__HOW TO COMPLETE THIS TASK__:
The records follow. Count the lines holding "copied" and give only the number.

[RECORDS SUPPLIED Boundary: Start]

impl Problem {
    pub fn new() -> Self {
        Self::default()
    }

    pub fn params(&self) -> &Params {
        &self.params
    }

    pub fn set_params(&mut self, params: Params) -> LpResult<()> {
        params.validate()?;
        self.params = params;
        Ok(())
    }

    pub fn num_rows(&self) -> usize {
        self.rows.len()
    }

    pub fn num_cols(&self) -> usize {
        self.cols.len()
    }

    pub fn num_nz(&self) -> usize {
        self.matrix.nnz()
    }

    /// Number of integer columns
    pub fn num_int(&self) -> usize {
        self.cols.iter().filter(|c| c.kind == ColKind::Integer).count()
    }

    /// Number of integer columns with bounds `[0, 1]`
    pub fn num_bin(&self) -> usize {
        self.cols
            .iter()
            .filter(|c| c.kind == ColKind::Integer && c.bounds == Bounds::Double(0.0, 1.0))
            .count()
    }

    /// Variable id of column `j`
    pub fn col_var(&self, j: usize) -> usize {
        self.rows.len() + j
    }

    pub(crate) fn check_row(&self, op: &'static str, i: usize) -> LpResult<()> {
        ensure!(i < self.rows.len(), op, "i = {}; row number out of range", i);
        Ok(())
    }

    pub(crate) fn check_col(&self, op: &'static str, j: usize) -> LpResult<()> {
        ensure!(j < self.cols.len(), op, "j = {}; column number out of range", j);
        Ok(())
    }

    pub(crate) fn check_var(&self, op: &'static str, k: usize) -> LpResult<()> {
        ensure!(k < self.rows.len() + self.cols.len(), op, "k = {}; variable number out of range", k);
        Ok(())
    }

    pub(crate) fn var(&self, k: usize) -> &VarData {
        let m = self.rows.len();
        if k < m { &self.rows[k] } else { &self.cols[k - m] }
    }

    pub(crate) fn var_mut(&mut self, k: usize) -> &mut VarData {
        let m = self.rows.len();
        if k < m { &mut self.rows[k] } else { &mut self.cols[k - m] }
    }

    /// Drop the basis factorization and every cached solution.
    pub fn invalidate_basis(&mut self) {
        self.basis.clear();
        self.sol.invalidate();
    }

    pub fn set_prob_name(&mut self, name: &str) -> LpResult<()> {
        check_name("set_prob_name", name)?;
        self.name = (!name.is_empty()).then(|| name.to_string());
        Ok(())
    }

    pub fn prob_name(&self) -> Option<&str> {
        self.name.as_deref()
    }

    /// Assign (or erase, with an empty string) the name of row `i`.
    pub fn set_row_name(&mut self, i: usize, name: &str) -> LpResult<()> {
        self.check_row("set_row_name", i)?;
        check_name("set_row_name", name)?;
        if let Some(old) = self.rows[i].name.take() {
            self.row_index.remove(&old, i);
        }
        if !name.is_empty() {
            self.row_index.insert(name, i);
            self.rows[i].name = Some(name.to_string());
        }
        Ok(())
    }

    /// Assign (or erase, with an empty string) the name of column `j`.
    pub fn set_col_name(&mut self, j: usize, name: &str) -> LpResult<()> {
        self.check_col("set_col_name", j)?;
        check_name("set_col_name", name)?;
        if let Some(old) = self.cols[j].name.take() {
            self.col_index.remove(&old, j);
        }
        if !name.is_empty() {
            self.col_index.insert(name, j);
            self.cols[j].name = Some(name.to_string());
        }
        Ok(())
    }

    pub fn row_name(&self, i: usize) -> LpResult<Option<&str>> {
        self.check_row("row_name", i)?;
        Ok(self.rows[i].name.as_deref())
    }

    pub fn col_name(&self, j: usize) -> LpResult<Option<&str>> {
        self.check_col("col_name", j)?;
        Ok(self.cols[j].name.as_deref())
    }

    /// Row carrying `name`. When several rows share a name the lowest numbered one is returned.
    pub fn find_row(&self, name: &str) -> Option<usize> {
        self.row_index.find(name)
    }

    /// Column carrying `name`. When several columns share a name the lowest numbered one is returned.
    pub fn find_col(&self, name: &str) -> Option<usize> {
        self.col_index.find(name)
    }

    fn rebuild_index(&mut self) {
        self.row_index = NameIndex::build(&self.rows);
        self.col_index = NameIndex::build(&self.cols);
    }

    pub fn set_obj_dir(&mut self, dir: Direction) {
        self.dir = dir;
        self.sol.invalidate();
    }

    pub fn obj_dir(&self) -> Direction {
        self.dir
    }

    pub fn set_obj_coef(&mut self, j: usize, coef: f64) -> LpResult<()> {
        self.check_col("set_obj_coef", j)?;
        self.cols[j].coef = coef;
        self.sol.invalidate();
        Ok(())
    }

    pub fn obj_coef(&self, j: usize) -> LpResult<f64> {
        self.check_col("obj_coef", j)?;
        Ok(self.cols[j].coef)
    }

    pub fn set_obj_const(&mut self, c0: f64) {
        self.c0 = c0;
        self.sol.invalidate();
    }

    pub fn obj_const(&self) -> f64 {
        self.c0
    }

    /// Append `nrs` free basic rows; returns the number of the first new row.
    pub fn add_rows(&mut self, nrs: usize) -> LpResult<usize> {
        ensure!(nrs >= 1, "add_rows", "nrs = {}; invalid number of rows", nrs);
        let first = self.rows.len();
        self.rows.reserve(nrs);
        self.rows
            .extend((0..nrs).map(|_| VarData::new(Bounds::Free, VarStatus::Basic)));
        self.matrix.add_rows(nrs);
        self.invalidate_basis();
        Ok(first)
    }

    /// Append `ncs` continuous columns fixed at zero; returns the number of the
    /// first new column.
    pub fn add_cols(&mut self, ncs: usize) -> LpResult<usize> {
        ensure!(ncs >= 1, "add_cols", "ncs = {}; invalid number of columns", ncs);
        let first = self.cols.len();
        self.cols.reserve(ncs);
        self.cols
            .extend((0..ncs).map(|_| VarData::new(Bounds::Fixed(0.0), VarStatus::NonbasicFixed)));
        self.matrix.add_cols(ncs);
        self.invalidate_basis();
        Ok(first)
    }

    pub fn set_row_bnds(&mut self, i: usize, bounds: Bounds) -> LpResult<()> {
        self.check_row("set_row_bnds", i)?;
        bounds.check("set_row_bnds", &format!("i = {i}"))?;
        let row = &mut self.rows[i];
        row.bounds = bounds;
        if !row.stat.is_basic() {
            row.stat = bounds.status_after_change(row.stat);
        }
        self.invalidate_basis();
        Ok(())
    }

    pub fn set_col_bnds(&mut self, j: usize, bounds: Bounds) -> LpResult<()> {
        self.check_col("set_col_bnds", j)?;
        bounds.check("set_col_bnds", &format!("j = {j}"))?;
        let col = &mut self.cols[j];
        col.bounds = bounds;
        if !col.stat.is_basic() {
            col.stat = bounds.status_after_change(col.stat);
        }
        self.invalidate_basis();
        Ok(())
    }

    pub fn row_bnds(&self, i: usize) -> LpResult<Bounds> {
        self.check_row("row_bnds", i)?;
        Ok(self.rows[i].bounds)
    }

    pub fn col_bnds(&self, j: usize) -> LpResult<Bounds> {
        self.check_col("col_bnds", j)?;
        Ok(self.cols[j].bounds)
    }

    /// Bounds of variable `k` (row or column)
    pub fn var_bnds(&self, k: usize) -> LpResult<Bounds> {
        self.check_var("var_bnds", k)?;
        Ok(self.var(k).bounds)
    }

    pub fn set_col_kind(&mut self, j: usize, kind: ColKind) -> LpResult<()> {
        self.check_col("set_col_kind", j)?;
        self.cols[j].kind = kind;
        self.sol.invalidate_mip();
        Ok(())
    }

    pub fn col_kind(&self, j: usize) -> LpResult<ColKind> {
        self.check_col("col_kind", j)?;
        Ok(self.cols[j].kind)
    }

    /// Set the status of row `i`. A nonbasic status the bounds do not allow is
    /// replaced by the closest one they do.
    pub fn set_row_stat(&mut self, i: usize, stat: VarStatus) -> LpResult<()> {
        self.check_row("set_row_stat", i)?;
        let row = &mut self.rows[i];
        row.stat = if stat.is_basic() { stat } else { row.bounds.coerce_status(stat) };
        self.invalidate_basis();
        Ok(())
    }

    /// Set the status of column `j`. A nonbasic status the bounds do not allow is
    /// replaced by the closest one they do.
    pub fn set_col_stat(&mut self, j: usize, stat: VarStatus) -> LpResult<()> {
        self.check_col("set_col_stat", j)?;
        let col = &mut self.cols[j];
        col.stat = if stat.is_basic() { stat } else { col.bounds.coerce_status(stat) };
        self.invalidate_basis();
        Ok(())
    }

    pub fn row_stat(&self, i: usize) -> LpResult<VarStatus> {
        self.check_row("row_stat", i)?;
        Ok(self.rows[i].stat)
    }

    pub fn col_stat(&self, j: usize) -> LpResult<VarStatus> {
        self.check_col("col_stat", j)?;
        Ok(self.cols[j].stat)
    }

    /// Status of variable `k` (row or column)
    pub fn var_stat(&self, k: usize) -> LpResult<VarStatus> {
        self.check_var("var_stat", k)?;
        Ok(self.var(k).stat)
    }

    pub fn set_rii(&mut self, i: usize, rii: f64) -> LpResult<()> {
        self.check_row("set_rii", i)?;
        ensure!(rii > 0.0, "set_rii", "i = {}; rii = {}; invalid scale factor", i, rii);
        self.rows[i].scale = rii;
        self.invalidate_basis();
        Ok(())
    }

    pub fn set_sjj(&mut self, j: usize, sjj: f64) -> LpResult<()> {
        self.check_col("set_sjj", j)?;
        ensure!(sjj > 0.0, "set_sjj", "j = {}; sjj = {}; invalid scale factor", j, sjj);
        self.cols[j].scale = sjj;
        self.invalidate_basis();
        Ok(())
    }

    pub fn rii(&self, i: usize) -> LpResult<f64> {
        self.check_row("rii", i)?;
        Ok(self.rows[i].scale)
    }

    pub fn sjj(&self, j: usize) -> LpResult<f64> {
        self.check_col("sjj", j)?;
        Ok(self.cols[j].scale)
    }

    /// Replace the contents of row `i` with the given column indices and values.
    pub fn set_mat_row(&mut self, i: usize, ind: &[usize], val: &[f64]) -> LpResult<()> {
        const OP: &str = "set_mat_row";
        self.check_row(OP, i)?;
        let n = self.cols.len();
        ensure!(ind.len() == val.len(), OP, "i = {}; {} indices but {} values", i, ind.len(), val.len());
        ensure!(ind.len() <= n, OP, "i = {}; len = {}; invalid row length", i, ind.len());
        let mut seen = vec![false; n];
        for (k, (&j, &v)) in ind.iter().zip(val).enumerate() {
            ensure!(j < n, OP, "i = {}; ind[{}] = {}; column index out of range", i, k, j);
            ensure!(!seen[j], OP, "i = {}; ind[{}] = {}; duplicate column indices not allowed", i, k, j);
            ensure!(v != 0.0, OP, "i = {}; ind[{}] = {}; zero element not allowed", i, k, j);
            seen[j] = true;
        }
        self.matrix.clear_row(i);
        for (&j, &v) in ind.iter().zip(val) {
            self.matrix.insert(i, j, v);
        }
        self.invalidate_basis();
        Ok(())
    }

    /// Replace the contents of column `j` with the given row indices and values.
    pub fn set_mat_col(&mut self, j: usize, ind: &[usize], val: &[f64]) -> LpResult<()> {
        const OP: &str = "set_mat_col";
        self.check_col(OP, j)?;
        let m = self.rows.len();
        ensure!(ind.len() == val.len(), OP, "j = {}; {} indices but {} values", j, ind.len(), val.len());
        ensure!(ind.len() <= m, OP, "j = {}; len = {}; invalid column length", j, ind.len());
        let mut seen = vec![false; m];
        for (k, (&i, &v)) in ind.iter().zip(val).enumerate() {
            ensure!(i < m, OP, "j = {}; ind[{}] = {}; row index out of range", j, k, i);
            ensure!(!seen[i], OP, "j = {}; ind[{}] = {}; duplicate row indices not allowed", j, k, i);
            ensure!(v != 0.0, OP, "j = {}; ind[{}] = {}; zero element not allowed", j, k, i);
            seen[i] = true;
        }
        self.matrix.clear_col(j);
        for (&i, &v) in ind.iter().zip(val) {
            self.matrix.insert(i, j, v);
        }
        self.invalidate_basis();
        Ok(())
    }

    /// Replace the whole constraint matrix with the triplets `(ia[k], ja[k], ar[k])`.
    pub fn load_matrix(&mut self, ia: &[usize], ja: &[usize], ar: &[f64]) -> LpResult<()> {
        const OP: &str = "load_matrix";
        let (m, n) = (self.rows.len(), self.cols.len());
        ensure!(
            ia.len() == ja.len() && ja.len() == ar.len(),
            OP,
            "triplet arrays differ in length ({}, {}, {})",
            ia.len(),
            ja.len(),
            ar.len()
        );
        let mut store = MatrixStore::default();
        store.add_rows(m);
        store.add_cols(n);
        for (k, ((&i, &j), &v)) in ia.iter().zip(ja).zip(ar).enumerate() {
            ensure!(i < m, OP, "ia[{}] = {}; row index out of range", k, i);
            ensure!(j < n, OP, "ja[{}] = {}; column index out of range", k, j);
            ensure!(v != 0.0, OP, "ar[{}] = 0; zero element not allowed", k);
            store.insert_row_only(i, j, v);
        }
        if let Err((i, j)) = store.link_cols() {
            let k = (0..ia.len()).rev().find(|&k| ia[k] == i && ja[k] == j).unwrap_or(0);
            return Err(LpError::invalid(
                OP,
                format!("ia[{k}] = {i}; ja[{k}] = {j}; duplicate indices not allowed"),
            ));
        }
        self.matrix = store;
        self.invalidate_basis();
        Ok(())
    }

    /// Non-zeros of row `i` as (column, value), most recently inserted first.
    pub fn get_mat_row(&self, i: usize) -> LpResult<SparseVec> {
        self.check_row("get_mat_row", i)?;
        Ok(SparseVec::from_pairs(self.matrix.row(i)))
    }

    /// Non-zeros of column `j` as (row, value), most recently inserted first.
    pub fn get_mat_col(&self, j: usize) -> LpResult<SparseVec> {
        self.check_col("get_mat_col", j)?;
        Ok(SparseVec::from_pairs(self.matrix.col(j)))
    }

    /// Sort row lists by column and column lists by row.
    pub fn order_matrix(&mut self) {
        self.matrix.order();
    }

    /// Delete the rows listed in `num`; the remaining rows keep their relative order.
    pub fn del_rows(&mut self, num: &[usize]) -> LpResult<()> {
        const OP: &str = "del_rows";
        let m = self.rows.len();
        ensure!(!num.is_empty(), OP, "nrs = 0; invalid number of rows");
        let mut gone = vec![false; m];
        for (k, &i) in num.iter().enumerate() {
            ensure!(i < m, OP, "num[{}] = {}; row number out of range", k, i);
            ensure!(!gone[i], OP, "num[{}] = {}; duplicate row numbers not allowed", k, i);
            gone[i] = true;
        }
        for i in (0..m).filter(|&i| gone[i]) {
            self.matrix.clear_row(i);
        }
        self.matrix.remove_rows(&gone);
        let mut flags = gone.iter();
        self.rows.retain(|_| !flags.next().copied().unwrap_or(false));
        self.rebuild_index();
        self.invalidate_basis();
        Ok(())
    }

    /// Delete the columns listed in `num`; the remaining columns keep their
    /// relative order.
    pub fn del_cols(&mut self, num: &[usize]) -> LpResult<()> {
        const OP: &str = "del_cols";
        let n = self.cols.len();
        ensure!(!num.is_empty(), OP, "ncs = 0; invalid number of columns");
        let mut gone = vec![false; n];
        for (k, &j) in num.iter().enumerate() {
            ensure!(j < n, OP, "num[{}] = {}; column number out of range", k, j);
            ensure!(!gone[j], OP, "num[{}] = {}; duplicate column numbers not allowed", k, j);
            gone[j] = true;
        }
        for j in (0..n).filter(|&j| gone[j]) {
            self.matrix.clear_col(j);
        }
        self.matrix.remove_cols(&gone);
        let mut flags = gone.iter();
        self.cols.retain(|_| !flags.next().copied().unwrap_or(false));
        self.rebuild_index();
        self.invalidate_basis();
        Ok(())
    }
}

[RECORDS SUPPLIED Boundary: End]

__TASK RESULT__:
2